Santos está exprimiendo hasta la última gota ese limón llamado “servicio diplomático”. Él es presidente hasta las 3 de la tarde del 7 de agosto y tiene el deber de gobernar el país hasta que el presidente Duque asuma el mando.

Pero hay unas normas y unas formas que deben ser respetadas, sobre todo en materia de diplomacia y política exterior.

Es natural que el presidente entrante haga los cambios en las misiones diplomáticas colombianas, designando a las personas que él considere son idóneas para representar al país en el exterior.

En diplomacia, las formalidades son fundamentales. No es serio andar cambiando de embajadores y cónsules intempestivamente, razón por la que Santos debió abstenerse de hacer nuevos nombramientos, teniendo en consideración que su mandato está a punto de extinguirse.

Ha llamado poderosamente la atención que el putumayense ministro del Interior y perseguidor implacable del uribismo, Guillermo Abel Rivera, vaya a ser enviado a la embajada en Chile. Santos ha dicho que ese nombramiento se debe a que el saliente ministro tiene problemas de seguridad. ¿Quién está amenazando al ministro? ¿Las Farc, las denominadas disidencias o su esposa?

Hay otro caso indignante. A comienzos de este año, el tribunal administrativo de Cundinamarca dejó sin efectos el nombramiento de la señora Carmenza Naranjo –hermana del general Naranjo- en el consulado de Colombia en Bilbao.

En criterio del tribunal, el cargo de la hermana del hoy vicepresidente de la República debía ser ocupado por un funcionario de la carrera diplomática y consular, razón por la que procedió a tumbar el decreto que la designaba como ministra consejera encargada de asuntos consulares en Bilbao, España.

A pesar de que existe un fallo judicial separando a la hermana del vicepresidente de aquel consulado, la canciller María Ángela Holguín –esa misma que favoreció con un contrato multimillonario al hoy preso Roberto Prieto- volvió a nombrarla, pasándose por la faja las decisiones judiciales adoptadas a comienzos de año.

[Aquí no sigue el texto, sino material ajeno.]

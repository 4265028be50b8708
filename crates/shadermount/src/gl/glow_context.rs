use std::sync::Arc;

use glow::{HasContext, PixelUnpackData};

use super::{
    FloatPrecision, GraphicsContext, PrecisionFormat, ShaderStage, TextureFilter,
    TextureParameter, TextureWrap,
};

/// [`GraphicsContext`] backed by a `glow` context (desktop GL 3.3+, GLES 3, or
/// WebGL2).
///
/// Every call assumes the wrapped context is current on the calling thread;
/// that requirement is taken on once by [`GlowContext::new`].
pub struct GlowContext {
    gl: Arc<glow::Context>,
    vertex_array: Option<glow::VertexArray>,
}

impl GlowContext {
    /// Wraps `gl`, creating and binding the vertex array object core profiles
    /// require before any attribute setup.
    ///
    /// # Safety
    ///
    /// `gl` must be current on this thread for the lifetime of the returned
    /// value, and all calls must be made from that thread.
    pub unsafe fn new(gl: Arc<glow::Context>) -> Result<Self, String> {
        let vertex_array = unsafe {
            let vao = gl.create_vertex_array()?;
            gl.bind_vertex_array(Some(vao));
            vao
        };
        Ok(Self {
            gl,
            vertex_array: Some(vertex_array),
        })
    }

    /// Shared handle to the underlying context.
    pub fn gl(&self) -> &Arc<glow::Context> {
        &self.gl
    }
}

impl Drop for GlowContext {
    fn drop(&mut self) {
        if let Some(vao) = self.vertex_array.take() {
            unsafe {
                self.gl.bind_vertex_array(None);
                self.gl.delete_vertex_array(vao);
            }
        }
    }
}

fn stage_enum(stage: ShaderStage) -> u32 {
    match stage {
        ShaderStage::Vertex => glow::VERTEX_SHADER,
        ShaderStage::Fragment => glow::FRAGMENT_SHADER,
    }
}

fn filter_enum(filter: TextureFilter) -> i32 {
    let value = match filter {
        TextureFilter::Linear => glow::LINEAR,
        TextureFilter::LinearMipmapLinear => glow::LINEAR_MIPMAP_LINEAR,
    };
    value as i32
}

fn wrap_enum(wrap: TextureWrap) -> i32 {
    match wrap {
        TextureWrap::ClampToEdge => glow::CLAMP_TO_EDGE as i32,
    }
}

fn gl_size(value: u32) -> i32 {
    i32::try_from(value).unwrap_or(i32::MAX)
}

impl GraphicsContext for GlowContext {
    type Shader = glow::Shader;
    type Program = glow::Program;
    type Buffer = glow::Buffer;
    type Texture = glow::Texture;
    type UniformLocation = glow::UniformLocation;

    fn shader_precision(
        &self,
        stage: ShaderStage,
        precision: FloatPrecision,
    ) -> Option<PrecisionFormat> {
        let precision = match precision {
            FloatPrecision::Low => glow::LOW_FLOAT,
            FloatPrecision::Medium => glow::MEDIUM_FLOAT,
            FloatPrecision::High => glow::HIGH_FLOAT,
        };
        unsafe {
            self.gl
                .get_shader_precision_format(stage_enum(stage), precision)
        }
        .map(|format| PrecisionFormat {
            range_min: format.range_min,
            range_max: format.range_max,
            precision: format.precision,
        })
    }

    fn create_shader(&self, stage: ShaderStage) -> Result<Self::Shader, String> {
        unsafe { self.gl.create_shader(stage_enum(stage)) }
    }

    fn compile_shader(&self, shader: &Self::Shader, source: &str) -> bool {
        unsafe {
            self.gl.shader_source(*shader, source);
            self.gl.compile_shader(*shader);
            self.gl.get_shader_compile_status(*shader)
        }
    }

    fn shader_info_log(&self, shader: &Self::Shader) -> String {
        unsafe { self.gl.get_shader_info_log(*shader) }
    }

    fn delete_shader(&self, shader: Self::Shader) {
        unsafe { self.gl.delete_shader(shader) }
    }

    fn create_program(&self) -> Result<Self::Program, String> {
        unsafe { self.gl.create_program() }
    }

    fn attach_shader(&self, program: &Self::Program, shader: &Self::Shader) {
        unsafe { self.gl.attach_shader(*program, *shader) }
    }

    fn detach_shader(&self, program: &Self::Program, shader: &Self::Shader) {
        unsafe { self.gl.detach_shader(*program, *shader) }
    }

    fn link_program(&self, program: &Self::Program) -> bool {
        unsafe {
            self.gl.link_program(*program);
            self.gl.get_program_link_status(*program)
        }
    }

    fn program_info_log(&self, program: &Self::Program) -> String {
        unsafe { self.gl.get_program_info_log(*program) }
    }

    fn use_program(&self, program: Option<&Self::Program>) {
        unsafe { self.gl.use_program(program.copied()) }
    }

    fn delete_program(&self, program: Self::Program) {
        unsafe { self.gl.delete_program(program) }
    }

    fn attrib_location(&self, program: &Self::Program, name: &str) -> Option<u32> {
        unsafe { self.gl.get_attrib_location(*program, name) }
    }

    fn create_buffer(&self) -> Result<Self::Buffer, String> {
        unsafe { self.gl.create_buffer() }
    }

    fn upload_vertices(&self, buffer: &Self::Buffer, data: &[u8]) {
        unsafe {
            self.gl.bind_buffer(glow::ARRAY_BUFFER, Some(*buffer));
            self.gl
                .buffer_data_u8_slice(glow::ARRAY_BUFFER, data, glow::STATIC_DRAW);
        }
    }

    fn bind_vertex_attrib(&self, index: u32, buffer: &Self::Buffer, components: i32) {
        unsafe {
            self.gl.bind_buffer(glow::ARRAY_BUFFER, Some(*buffer));
            self.gl.enable_vertex_attrib_array(index);
            self.gl
                .vertex_attrib_pointer_f32(index, components, glow::FLOAT, false, 0, 0);
        }
    }

    fn delete_buffer(&self, buffer: Self::Buffer) {
        unsafe { self.gl.delete_buffer(buffer) }
    }

    fn uniform_location(
        &self,
        program: &Self::Program,
        name: &str,
    ) -> Option<Self::UniformLocation> {
        unsafe { self.gl.get_uniform_location(*program, name) }
    }

    fn uniform_1_f32(&self, location: &Self::UniformLocation, value: f32) {
        unsafe { self.gl.uniform_1_f32(Some(location), value) }
    }

    fn uniform_1_i32(&self, location: &Self::UniformLocation, value: i32) {
        unsafe { self.gl.uniform_1_i32(Some(location), value) }
    }

    fn uniform_2_f32_slice(&self, location: &Self::UniformLocation, values: &[f32]) {
        unsafe { self.gl.uniform_2_f32_slice(Some(location), values) }
    }

    fn uniform_3_f32_slice(&self, location: &Self::UniformLocation, values: &[f32]) {
        unsafe { self.gl.uniform_3_f32_slice(Some(location), values) }
    }

    fn uniform_4_f32_slice(&self, location: &Self::UniformLocation, values: &[f32]) {
        unsafe { self.gl.uniform_4_f32_slice(Some(location), values) }
    }

    fn uniform_matrix_3_f32_slice(&self, location: &Self::UniformLocation, values: &[f32]) {
        unsafe {
            self.gl
                .uniform_matrix_3_f32_slice(Some(location), false, values)
        }
    }

    fn uniform_matrix_4_f32_slice(&self, location: &Self::UniformLocation, values: &[f32]) {
        unsafe {
            self.gl
                .uniform_matrix_4_f32_slice(Some(location), false, values)
        }
    }

    fn create_texture(&self) -> Result<Self::Texture, String> {
        unsafe { self.gl.create_texture() }
    }

    fn active_texture(&self, unit: u32) {
        unsafe { self.gl.active_texture(glow::TEXTURE0 + unit) }
    }

    fn bind_texture(&self, texture: Option<&Self::Texture>) {
        unsafe { self.gl.bind_texture(glow::TEXTURE_2D, texture.copied()) }
    }

    fn tex_parameter(&self, parameter: TextureParameter) {
        let (name, value) = match parameter {
            TextureParameter::WrapS(wrap) => (glow::TEXTURE_WRAP_S, wrap_enum(wrap)),
            TextureParameter::WrapT(wrap) => (glow::TEXTURE_WRAP_T, wrap_enum(wrap)),
            TextureParameter::MinFilter(filter) => (glow::TEXTURE_MIN_FILTER, filter_enum(filter)),
            TextureParameter::MagFilter(filter) => (glow::TEXTURE_MAG_FILTER, filter_enum(filter)),
        };
        unsafe { self.gl.tex_parameter_i32(glow::TEXTURE_2D, name, value) }
    }

    fn tex_image_rgba8(&self, width: u32, height: u32, pixels: &[u8]) {
        unsafe {
            self.gl.tex_image_2d(
                glow::TEXTURE_2D,
                0,
                glow::RGBA as i32,
                gl_size(width),
                gl_size(height),
                0,
                glow::RGBA,
                glow::UNSIGNED_BYTE,
                PixelUnpackData::Slice(Some(pixels)),
            );
        }
    }

    fn generate_mipmap(&self) {
        unsafe { self.gl.generate_mipmap(glow::TEXTURE_2D) }
    }

    fn delete_texture(&self, texture: Self::Texture) {
        unsafe { self.gl.delete_texture(texture) }
    }

    fn error_code(&self) -> u32 {
        unsafe { self.gl.get_error() }
    }

    fn viewport(&self, width: u32, height: u32) {
        unsafe { self.gl.viewport(0, 0, gl_size(width), gl_size(height)) }
    }

    fn clear(&self) {
        unsafe { self.gl.clear(glow::COLOR_BUFFER_BIT) }
    }

    fn draw_triangles(&self, vertex_count: i32) {
        unsafe { self.gl.draw_arrays(glow::TRIANGLES, 0, vertex_count) }
    }

    fn reset_bindings(&self) {
        unsafe {
            self.gl.bind_buffer(glow::ARRAY_BUFFER, None);
            self.gl.bind_buffer(glow::ELEMENT_ARRAY_BUFFER, None);
            self.gl.bind_renderbuffer(glow::RENDERBUFFER, None);
            self.gl.bind_framebuffer(glow::FRAMEBUFFER, None);
            self.gl.bind_texture(glow::TEXTURE_2D, None);
            self.gl.use_program(None);
        }
    }
}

En efecto, el decreto 1201 del pasado 12 de julio nombra nuevamente a la bendecida hermana del vicepresidente, teniendo en cuenta que “de acuerdo con el principio de especialidad, y con el fin de atender situaciones relacionadas con la necesidad del servicio, y con el objetivo de garantizar el cumplimiento del servicio de la política exterior, se designará en provisionalidad a la señora Carmenza Naranjo Trujillo, quien cumple con los requisitos establecidos en el artículo 61 del Decreto-Ley 274 de 2000, ‘por el cual se regula el Servicio Exterior de la República y la Carrera Diplomática y Consular’”.

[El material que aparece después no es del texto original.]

//! Backing-store sizing.
//!
//! The canvas is sized from the host's box size under two policies: a minimum
//! pixel ratio (render at least this dense, even on 1x displays) and a maximum
//! pixel count (never allocate more than this many texels). The result also
//! yields the render scale the shader uses to convert CSS pixels to backing
//! pixels.

use std::fmt;

use crate::host::{BoxSize, ViewportMetrics};

/// Guesses the browser zoom level when the platform does not report it
/// through device-pixel sizes or the pixel ratio.
pub trait ZoomEstimator: fmt::Debug + Send + Sync {
    fn estimate(&self, viewport: &ViewportMetrics) -> f64;
}

/// Assumes zoom is already folded into the device pixel ratio.
#[derive(Debug, Clone, Copy, Default)]
pub struct NoZoomCorrection;

impl ZoomEstimator for NoZoomCorrection {
    fn estimate(&self, _viewport: &ViewportMetrics) -> f64 {
        1.0
    }
}

/// Compares the outer window width with the zoomed inner width and snaps the
/// ratio to the zoom steps browsers actually offer.
#[derive(Debug, Clone, Copy, Default)]
pub struct WindowWidthZoom;

impl ZoomEstimator for WindowWidthZoom {
    fn estimate(&self, viewport: &ViewportMetrics) -> f64 {
        match (viewport.outer_width, viewport.inner_width) {
            (Some(outer), Some(inner)) if outer > 0.0 && inner > 0.0 => snap_zoom(outer / inner),
            _ => 1.0,
        }
    }
}

/// Snaps a raw zoom ratio to a multiple of 5% or one of the thirds browsers
/// use; anything else is returned unchanged.
pub fn snap_zoom(ratio: f64) -> f64 {
    let percent = (ratio * 100.0).round() as i64;
    if percent % 5 == 0 {
        return percent as f64 / 100.0;
    }
    match percent {
        33 => 1.0 / 3.0,
        67 => 2.0 / 3.0,
        133 => 4.0 / 3.0,
        _ => ratio,
    }
}

/// Inputs to one sizing pass.
#[derive(Debug, Clone, Copy, PartialEq)]
pub struct SizingInput {
    pub box_size: BoxSize,
    pub device_pixel_ratio: f64,
    pub pinch_zoom: f64,
    /// Only applied when the box size carries no device-pixel dimensions.
    pub browser_zoom: f64,
    pub min_pixel_ratio: f64,
    pub max_pixel_count: u64,
}

/// Canvas backing-store dimensions plus the CSS→backing render scale.
#[derive(Debug, Clone, Copy, PartialEq)]
pub struct BackingStore {
    pub width: u32,
    pub height: u32,
    pub render_scale: f64,
}

/// Derives the backing store for `input`, or `None` for an empty box.
pub fn compute_backing_store(input: &SizingInput) -> Option<BackingStore> {
    let css_width = input.box_size.css_width.round();
    let css_height = input.box_size.css_height.round();
    if css_width <= 0.0 || css_height <= 0.0 {
        return None;
    }

    let (target_width, target_height) = match input.box_size.device_pixels {
        Some((width, height)) => {
            let boost = (input.min_pixel_ratio / input.device_pixel_ratio).max(1.0);
            let scale = boost * input.pinch_zoom;
            (f64::from(width) * scale, f64::from(height) * scale)
        }
        None => {
            let scale = input.device_pixel_ratio.max(input.min_pixel_ratio)
                * input.pinch_zoom
                * input.browser_zoom;
            (css_width * scale, css_height * scale)
        }
    };

    let area = target_width * target_height;
    if area.is_nan() || area <= 0.0 {
        return None;
    }
    let headroom = (input.max_pixel_count as f64).sqrt() / area.sqrt();
    let clamp = headroom.min(1.0);

    let width = (target_width * clamp).round();
    let height = (target_height * clamp).round();
    if width < 1.0 || height < 1.0 {
        return None;
    }

    Some(BackingStore {
        width: width as u32,
        height: height as u32,
        render_scale: width / css_width,
    })
}

/// Tracks the applied backing store and whether the shader's resolution
/// uniforms are stale.
#[derive(Debug)]
pub(crate) struct ResizeController {
    min_pixel_ratio: f64,
    max_pixel_count: u64,
    current: Option<BackingStore>,
    resolution_dirty: bool,
}

impl ResizeController {
    pub fn new(min_pixel_ratio: f64, max_pixel_count: u64) -> Self {
        Self {
            min_pixel_ratio,
            max_pixel_count,
            current: None,
            resolution_dirty: true,
        }
    }

    pub fn current(&self) -> Option<BackingStore> {
        self.current
    }

    pub fn min_pixel_ratio(&self) -> f64 {
        self.min_pixel_ratio
    }

    pub fn max_pixel_count(&self) -> u64 {
        self.max_pixel_count
    }

    pub fn set_min_pixel_ratio(&mut self, ratio: f64) {
        self.min_pixel_ratio = ratio;
    }

    pub fn set_max_pixel_count(&mut self, count: u64) {
        self.max_pixel_count = count;
    }

    /// Recomputes the backing store and returns it only when width, height,
    /// or render scale differ from what is currently applied.
    pub fn recompute(
        &mut self,
        box_size: BoxSize,
        viewport: &ViewportMetrics,
        zoom: &dyn ZoomEstimator,
    ) -> Option<BackingStore> {
        let browser_zoom = if box_size.device_pixels.is_some() {
            1.0
        } else {
            zoom.estimate(viewport)
        };
        let input = SizingInput {
            box_size,
            device_pixel_ratio: viewport.device_pixel_ratio,
            pinch_zoom: viewport.pinch_zoom,
            browser_zoom,
            min_pixel_ratio: self.min_pixel_ratio,
            max_pixel_count: self.max_pixel_count,
        };
        let next = compute_backing_store(&input)?;
        if self.current == Some(next) {
            return None;
        }
        self.current = Some(next);
        self.resolution_dirty = true;
        Some(next)
    }

    /// Returns whether resolution uniforms need uploading, clearing the flag.
    pub fn take_resolution_dirty(&mut self) -> bool {
        std::mem::take(&mut self.resolution_dirty)
    }
}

Así las cosas, el gobierno entrante tendrá que soportar que en Bilbao esté la favorecida hermana del general Naranjo, haciendo y deshaciendo en aquel consulado, a pesar de que a principios de este año el tribunal administrativo de Bogotá hubiera resuelto invalidar su nombramiento.

Para satisfacer sus intereses personales, Santos está acostumbrado a pisotear y escupir la ley si es necesario. Comportamiento similar ha observado su ministra de Relaciones Exteriores quien cree que puede pasarse por la faja todas las normas y decisiones judiciales. En criterio de un experto, más temprano que tarde la saliente ministra de Santos deberá responder por sus abusos, pero sobre todo por la contratación en la cancillería, empezando por el brutal contrato asignado a dedo a Roberto Prieto y por el que altos funcionarios de la cancillería –subalternos de la señora Holguín- van a terminar en tras las rejas.